Handling Flat Files with Varying Numbers of Columns

5/15 Update – I added Part 2 to show how to do the same thing with a Conditional Split and a Derived Column transform, per Jamie’s feedback (see the comments on this post).
A common question on the forums has been how to handle flat files that have a varying number of columns. For example, one row contains 3 columns, and another row may contain on two columns. The example below shows a sample file that uses a comma to delimit the columns, and a cursor return / line feed to delimit the row.
TestValue1,100,12/01/2007
TestValue2,200
TestValue3,300,12/01/2007
TestValue4,400,12/01/2007
TestValue5,500
TestValue6,600,12/01/2007
TestValue7,700,12/01/2007
TestValue8,800
TestValue9,900,12/01/2007
TestValue0,1000,12/01/2007

SSIS does not handle this scenario easily, due to the way it parses flat files.

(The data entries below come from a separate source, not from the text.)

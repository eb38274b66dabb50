//! In-flight markers for folder and thread syncs.
//!
//! A marker is taken with an atomic check-then-insert and released when its
//! [`GuardToken`] drops. Markers can also be cleared from outside, which is
//! how a running folder sync is asked to stop; a token only removes the entry
//! it created, so a sync started after a forced clear keeps its marker.

use std::collections::HashMap;
use std::hash::Hash;
use std::sync::atomic::{AtomicU64, Ordering};
use std::sync::{Mutex, MutexGuard, PoisonError};

#[derive(Debug)]
pub(crate) struct GuardSet<K> {
    active: Mutex<HashMap<K, u64>>,
    generation: AtomicU64,
}

impl<K: Eq + Hash + Clone> GuardSet<K> {
    pub fn new() -> Self {
        Self {
            active: Mutex::new(HashMap::new()),
            generation: AtomicU64::new(0),
        }
    }

    fn entries(&self) -> MutexGuard<'_, HashMap<K, u64>> {
        self.active.lock().unwrap_or_else(PoisonError::into_inner)
    }

    /// Marks `key` as in flight, or returns `None` when it already is.
    pub fn try_acquire(&self, key: &K) -> Option<GuardToken<'_, K>> {
        let mut entries = self.entries();
        if entries.contains_key(key) {
            return None;
        }
        let generation = self.generation.fetch_add(1, Ordering::Relaxed);
        entries.insert(key.clone(), generation);
        Some(GuardToken {
            set: self,
            key: key.clone(),
            generation,
        })
    }

    pub fn contains(&self, key: &K) -> bool {
        self.entries().contains_key(key)
    }

    /// Removes the marker regardless of who holds it.
    pub fn clear(&self, key: &K) -> bool {
        self.entries().remove(key).is_some()
    }

    fn release(&self, key: &K, generation: u64) {
        let mut entries = self.entries();
        if entries.get(key) == Some(&generation) {
            entries.remove(key);
        }
    }
}

/// Holds one marker until dropped.
#[derive(Debug)]
pub(crate) struct GuardToken<'a, K: Eq + Hash + Clone> {
    set: &'a GuardSet<K>,
    key: K,
    generation: u64,
}

impl<K: Eq + Hash + Clone> GuardToken<'_, K> {
    /// False once the marker was cleared from outside.
    pub fn is_held(&self) -> bool {
        self.set.entries().get(&self.key) == Some(&self.generation)
    }
}

impl<K: Eq + Hash + Clone> Drop for GuardToken<'_, K> {
    fn drop(&mut self) {
        self.set.release(&self.key, self.generation);
    }
}
//! Domain types shared by drivers, the sync engine and storage.
//!
//! Connections, messages, threads and labels, plus the identifier newtypes
//! that keep them apart.

mod connection;
mod label;
mod message;
mod thread;
mod types;

pub use connection::{
    AuthConfig, Connection, ProviderKind, UnknownProvider, DEFAULT_IMAP_PORT, DEFAULT_SMTP_PORT,
};
pub use label::{system_labels, Label, LabelColor, LabelCount, LabelRef, LabelSpec, LabelType};
pub use message::{
    normalize_message_id, split_message_ids, Address, Attachment, AttachmentData, Message,
    MessageBody, ThreadingHeaders,
};
pub use thread::{Thread, ThreadStub};
pub use types::{strip_thread_prefix, ConnectionId, LabelId, MessageId, ThreadId, THREAD_ID_PREFIX};

pub(crate) mod base64_serde {
    use base64::{engine::general_purpose::STANDARD, Engine};
    use serde::{Deserialize, Deserializer, Serialize, Serializer};

    pub fn serialize<S>(bytes: &[u8], serializer: S) -> std::result::Result<S::Ok, S::Error>
    where
        S: Serializer,
    {
        STANDARD.encode(bytes).serialize(serializer)
    }

    pub fn deserialize<'de, D>(deserializer: D) -> std::result::Result<Vec<u8>, D::Error>
    where
        D: Deserializer<'de>,
    {
        let s = String::deserialize(deserializer)?;
        STANDARD
            .decode(&s)
            .map_err(|e| serde::de::Error::custom(e.to_string()))
    }
}
#[derive(Debug)]
struct PageCursor {
    token: Option<String>,
    first: bool,
    done: bool,
}

/// Synchronization engine for one connection.
///
/// The folder and thread guard sets are owned by the service, so engines
/// for different connections never see each other's markers.
///
/// # Example
///
/// ```ignore
/// let service = SyncService::new(driver, storage, RetryPolicy::default(), settings.sync);
///
/// if let SyncOutcome::Completed(report) = service.sync_threads("inbox").await? {
///     tracing::info!(synced = report.synced, "inbox cached");
/// }
/// let thread = service.get_thread_from_db("thread:abc").await?;
/// ```
pub struct SyncService {
    driver: Arc<dyn MailManager>,
    storage: StorageLayer,
    retry: RetryPolicy,
    settings: SyncSettings,
    folders_in_sync: GuardSet<String>,
    threads_in_progress: GuardSet<ThreadId>,
}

It parses by looking for the next column delimiter. The row delimiter is just the column delimiter for the last defined column. So, on our second line in the sample file, SSIS is looking for a comma instead of a CR/LF. The result of this is that the third row ends up combined with the second row, and we get something that looks like this:

I’m not going to go into a discussion about whether this is good or bad. This article is about how to work around it. If you’d like to see it changed in future versions of SSIS, please go to Connect (https://connect.microsoft.com/SQLServer/feedback/ViewFeedback.aspx?FeedbackID=124478) and vote for it to be changed.
Now, onto the workaround. First, I’ve defined a flat file connection manager that treats each row as one column. I’m using the row delimiter (CR/LF) as the column delimiter.

If you are following along, your flat file should preview like this:
 
Next, in a data flow, I’ve added a flat file source that uses the connection manager. It is connected to a script component that is set as a Transform. The Line column is checked as an input.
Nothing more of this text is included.